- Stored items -
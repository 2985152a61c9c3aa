//! Direct-summation discrete Fourier transform
//!
//! Evaluates every output bin from the defining sum, costing exactly N²
//! complex multiply-adds. No fast transform is substituted.

use num_complex::Complex64;
use num_traits::Zero;
use std::f64::consts::PI;

/// Direction of a discrete transform
#[derive(Debug, Clone, Copy, PartialEq, Eq)]
pub enum Direction {
    /// Time to frequency domain, `exp(-i·2π·k·n/N)` kernel
    Forward,
    /// Frequency to time domain, `exp(+i·2π·k·n/N)` kernel scaled by `1/N`
    Inverse,
}

impl Direction {
    /// Map a `forward` flag onto a direction
    pub const fn from_forward(forward: bool) -> Self {
        if forward { Self::Forward } else { Self::Inverse }
    }

    const fn sign(self) -> f64 {
        match self {
            Self::Forward => -1.0,
            Self::Inverse => 1.0,
        }
    }
}

/// Transform a complex sequence in the given direction
///
/// Computes `X[k] = Σ x[n]·exp(i·sign·2π·k·n/N)` for every `k`, dividing by
/// `N` when inverting. The angle is evaluated as `(2π/N)·k·n` without reducing
/// `k·n` modulo `N`, so precision degrades slowly for very long inputs.
/// An empty input yields an empty output.
pub fn transform(input: &[Complex64], direction: Direction) -> Vec<Complex64> {
    let len = input.len();
    if len == 0 {
        return Vec::new();
    }

    let two_pi_over_n = 2.0 * PI / len as f64;
    let sign = direction.sign();
    let scale = len as f64;

    (0..len)
        .map(|k| {
            let mut sum = Complex64::zero();
            for (n, &sample) in input.iter().enumerate() {
                let angle = two_pi_over_n * k as f64 * n as f64;
                let twiddle = Complex64::new(angle.cos(), sign * angle.sin());
                sum += sample * twiddle;
            }

            match direction {
                Direction::Forward => sum,
                Direction::Inverse => sum / scale,
            }
        })
        .collect()
}

/// Forward transform shorthand
pub fn forward(input: &[Complex64]) -> Vec<Complex64> {
    transform(input, Direction::Forward)
}

/// Inverse transform shorthand
pub fn inverse(input: &[Complex64]) -> Vec<Complex64> {
    transform(input, Direction::Inverse)
}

- TASK OBJECTIVE -
Would you output all the records above exactly as written?

- SOLVED PROBLEM -
repository 2985152a61c9c3aa
//! Direct-summation discrete Fourier transform
//!
//! Evaluates every output bin from the defining sum, costing exactly N²
//! complex multiply-adds. No fast transform is substituted.

use num_complex::Complex64;
use num_traits::Zero;
use std::f64::consts::PI;

/// Direction of a discrete transform
#[derive(Debug, Clone, Copy, PartialEq, Eq)]
pub enum Direction {
    /// Time to frequency domain, `exp(-i·2π·k·n/N)` kernel
    Forward,
    /// Frequency to time domain, `exp(+i·2π·k·n/N)` kernel scaled by `1/N`
    Inverse,
}

impl Direction {
    /// Map a `forward` flag onto a direction
    pub const fn from_forward(forward: bool) -> Self {
        if forward { Self::Forward } else { Self::Inverse }
    }

    const fn sign(self) -> f64 {
        match self {
            Self::Forward => -1.0,
            Self::Inverse => 1.0,
        }
    }
}

/// Transform a complex sequence in the given direction
///
/// Computes `X[k] = Σ x[n]·exp(i·sign·2π·k·n/N)` for every `k`, dividing by
/// `N` when inverting. The angle is evaluated as `(2π/N)·k·n` without reducing
/// `k·n` modulo `N`, so precision degrades slowly for very long inputs.
/// An empty input yields an empty output.
pub fn transform(input: &[Complex64], direction: Direction) -> Vec<Complex64> {
    let len = input.len();
    if len == 0 {
        return Vec::new();
    }

    let two_pi_over_n = 2.0 * PI / len as f64;
    let sign = direction.sign();
    let scale = len as f64;

    (0..len)
        .map(|k| {
            let mut sum = Complex64::zero();
            for (n, &sample) in input.iter().enumerate() {
                let angle = two_pi_over_n * k as f64 * n as f64;
                let twiddle = Complex64::new(angle.cos(), sign * angle.sin());
                sum += sample * twiddle;
            }

            match direction {
                Direction::Forward => sum,
                Direction::Inverse => sum / scale,
            }
        })
        .collect()
}

/// Forward transform shorthand
pub fn forward(input: &[Complex64]) -> Vec<Complex64> {
    transform(input, Direction::Forward)
}

/// Inverse transform shorthand
pub fn inverse(input: &[Complex64]) -> Vec<Complex64> {
    transform(input, Direction::Inverse)
}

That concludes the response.